THE EVALUATION OF ISOTOPE EDITING AND FILTERING FOR PROTEIN–LIGAND INTERACTION ELUCIDATION BY NMR

摘要

A series of experiments that aid in the structural characterization of protein–ligand complexes by NMR have been assessed. Methods have been established to identify intermolecular NOEs between labeled proteins and unlabeled peptides and/or drug ligands, while omitting signal from intramolecular NOEs within both labeled and unlabeled constituents.

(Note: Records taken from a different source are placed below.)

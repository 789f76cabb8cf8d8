use crate::error::GatewayError;
use crate::gateway::codec::ClientProperties;
use crate::gateway::handshake::{Identity, default_properties};
use crate::gateway::intents::Intents;
use serde::Deserialize;
use std::fmt;
use std::fs;
use std::path::Path;

const ENV_PREFIX: &str = "GATEWAY_";

#[derive(Clone)]
pub struct GatewayConfig {
    pub token: String,
    pub gateway_url: String,
    pub version: u8,
    pub encoding: String,
    /// Intent names; empty means every known intent.
    pub intents: Vec<String>,
    pub client_name: String,
    pub device_name: String,
    pub log_dir: String,
}

// Partial config for layering
#[derive(Deserialize, Default, Debug)]
struct PartialGatewayConfig {
    token: Option<String>,
    gateway_url: Option<String>,
    version: Option<u8>,
    encoding: Option<String>,
    intents: Option<Vec<String>>,
    client_name: Option<String>,
    device_name: Option<String>,
    log_dir: Option<String>,
}

fn default_gateway_url() -> String {
    "wss://gateway.discord.gg".to_string()
}

fn default_encoding() -> String {
    "json".to_string()
}

fn default_log_dir() -> String {
    "logs".to_string()
}

const DEFAULT_VERSION: u8 = 10;

impl GatewayConfig {
    /// Loads the optional TOML file at `config_path`, then applies `GATEWAY_*`
    /// environment overrides (a `.env` file is read first).
    pub fn load(config_path: Option<&Path>) -> Result<Self, GatewayError> {
        dotenv::dotenv().ok();

        let file_contents = match config_path {
            Some(path) => Some(fs::read_to_string(path).map_err(|e| {
                GatewayError::Config(format!("Failed to read config file at {path:?}: {e}"))
            })?),
            None => None,
        };
        Self::from_sources(file_contents.as_deref(), std::env::vars())
    }

    /// Same layering as [`load`](Self::load) over explicit sources.
    pub fn from_sources<I>(file_contents: Option<&str>, env: I) -> Result<Self, GatewayError>
    where
        I: IntoIterator<Item = (String, String)>,
    {
        let file_config: PartialGatewayConfig = match file_contents {
            Some(contents) => toml::from_str(contents)
                .map_err(|e| GatewayError::Config(format!("Failed to parse TOML config: {e}")))?,
            None => PartialGatewayConfig::default(),
        };

        let env_config: PartialGatewayConfig = envy::prefixed(ENV_PREFIX)
            .from_iter(env)
            .map_err(|e| GatewayError::Config(format!("Failed to load config from environment: {e}")))?;

        // Environment overrides file.
        let config = GatewayConfig {
            token: env_config
                .token
                .or(file_config.token)
                .filter(|token| !token.trim().is_empty())
                .ok_or_else(|| GatewayError::Config(format!("{ENV_PREFIX}TOKEN is required")))?,
            gateway_url: env_config
                .gateway_url
                .or(file_config.gateway_url)
                .unwrap_or_else(default_gateway_url),
            version: env_config.version.or(file_config.version).unwrap_or(DEFAULT_VERSION),
            encoding: env_config
                .encoding
                .or(file_config.encoding)
                .unwrap_or_else(default_encoding),
            intents: env_config.intents.or(file_config.intents).unwrap_or_default(),
            client_name: env_config
                .client_name
                .or(file_config.client_name)
                .unwrap_or_else(|| default_properties().client_name),
            device_name: env_config
                .device_name
                .or(file_config.device_name)
                .unwrap_or_else(|| default_properties().device_name),
            log_dir: env_config.log_dir.or(file_config.log_dir).unwrap_or_else(default_log_dir),
        };
        config.validate()?;
        Ok(config)
    }

    fn validate(&self) -> Result<(), GatewayError> {
        if self.encoding != "json" {
            return Err(GatewayError::Config(format!(
                "unsupported encoding '{}', only 'json' is available",
                self.encoding
            )));
        }
        self.intents()?;
        Ok(())
    }

    /// `<gateway_url>/?v=<version>&encoding=<encoding>`
    pub fn endpoint_url(&self) -> String {
        format!(
            "{}/?v={}&encoding={}",
            self.gateway_url.trim_end_matches('/'),
            self.version,
            self.encoding
        )
    }

    pub fn intents(&self) -> Result<Intents, GatewayError> {
        if self.intents.is_empty() {
            return Ok(Intents::all());
        }
        Intents::from_names(&self.intents)
    }

    pub fn identity(&self) -> Result<Identity, GatewayError> {
        let properties = ClientProperties {
            client_name: self.client_name.clone(),
            device_name: self.device_name.clone(),
            ..default_properties()
        };
        Ok(Identity::new(self.token.clone(), self.intents()?).with_properties(properties))
    }
}

impl fmt::Debug for GatewayConfig {
    fn fmt(&self, f: &mut fmt::Formatter<'_>) -> fmt::Result {
        f.debug_struct("GatewayConfig")
            .field("token", &"<redacted>")
            .field("gateway_url", &self.gateway_url)
            .field("version", &self.version)
            .field("encoding", &self.encoding)
            .field("intents", &self.intents)
            .field("client_name", &self.client_name)
            .field("device_name", &self.device_name)
            .field("log_dir", &self.log_dir)
            .finish()
    }
}

#[cfg(test)]
mod tests {
    use super::*;
    use std::io::Write;

    fn env(pairs: &[(&str, &str)]) -> Vec<(String, String)> {
        pairs.iter().map(|(k, v)| (k.to_string(), v.to_string())).collect()
    }

    #[test]
    fn test_defaults_with_token_only() {
        let config = GatewayConfig::from_sources(None, env(&[("GATEWAY_TOKEN", "abc")])).unwrap();
        assert_eq!(config.token, "abc");
        assert_eq!(config.endpoint_url(), "wss://gateway.discord.gg/?v=10&encoding=json");
        assert_eq!(config.intents().unwrap(), Intents::all());
        assert_eq!(config.log_dir, "logs");
    }

    #[test]
    fn test_missing_token_is_an_error() {
        let err = GatewayConfig::from_sources(None, env(&[("UNRELATED", "x")])).unwrap_err();
        assert!(matches!(err, GatewayError::Config(msg) if msg.contains("GATEWAY_TOKEN")));
    }

    #[test]
    fn test_env_overrides_file() {
        let file = r#"
            token = "from-file"
            gateway_url = "wss://example.test/"
            intents = ["GUILDS", "guild_messages"]
            log_dir = "/var/log/gateway"
        "#;
        let config = GatewayConfig::from_sources(
            Some(file),
            env(&[("GATEWAY_TOKEN", "from-env"), ("GATEWAY_VERSION", "9")]),
        )
        .unwrap();
        assert_eq!(config.token, "from-env");
        assert_eq!(config.endpoint_url(), "wss://example.test/?v=9&encoding=json");
        assert_eq!(config.intents().unwrap(), Intents::GUILDS | Intents::GUILD_MESSAGES);
        assert_eq!(config.log_dir, "/var/log/gateway");
    }

    #[test]
    fn test_env_intents_list() {
        let config = GatewayConfig::from_sources(
            None,
            env(&[("GATEWAY_TOKEN", "t"), ("GATEWAY_INTENTS", "DIRECT_MESSAGES,GUILDS")]),
        )
        .unwrap();
        assert_eq!(config.intents().unwrap(), Intents::DIRECT_MESSAGES | Intents::GUILDS);
    }

    #[test]
    fn test_rejects_unknown_encoding_and_intent() {
        let err = GatewayConfig::from_sources(
            None,
            env(&[("GATEWAY_TOKEN", "t"), ("GATEWAY_ENCODING", "etf")]),
        )
        .unwrap_err();
        assert!(matches!(err, GatewayError::Config(_)));

        let err = GatewayConfig::from_sources(Some("token = \"t\"\nintents = [\"GUILDZ\"]"), env(&[]))
            .unwrap_err();
        assert!(matches!(err, GatewayError::Config(msg) if msg.contains("GUILDZ")));
    }

    #[test]
    fn test_load_from_file() {
        let mut file = tempfile::NamedTempFile::new().unwrap();
        writeln!(file, "token = \"file-token\"\nclient_name = \"bot\"").unwrap();
        let config = GatewayConfig::load(Some(file.path())).unwrap();
        assert_eq!(config.client_name, "bot");
        assert_eq!(config.identity().unwrap().properties.client_name, "bot");
    }

    #[test]
    fn test_load_missing_file_fails() {
        let dir = tempfile::tempdir().unwrap();
        let err = GatewayConfig::load(Some(&dir.path().join("absent.toml"))).unwrap_err();
        assert!(matches!(err, GatewayError::Config(_)));
    }

    #[test]
    fn test_debug_redacts_token() {
        let config = GatewayConfig::from_sources(None, env(&[("GATEWAY_TOKEN", "secret-token")])).unwrap();
        assert!(!format!("{config:?}").contains("secret-token"));
    }
}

The protein–peptide complex chosen to illustrate the value of such techniques is the C-terminal domain of the cardiac muscle regulatory protein Troponin C (cCTnC_(91-161)) bound to the N-terminal domain of the inhibitory protein Troponin I (cTnI_(35-72))·The measurement of intermolecular NOE contacts between cCTnC and cTnI_(35-72) was accomplished by the ~(13)C-edited/filtered NOESY-HSQC [19] and ~(13)C-edited/filtered HMQC-NOESY [9] experiments. The assignment of the bound peptide was facilitated by the ~(13)C, ~(15)N-filtered TOCSY, and ~(13)C, ~(15)N-filtered NOESY experiments [4, 6, 15].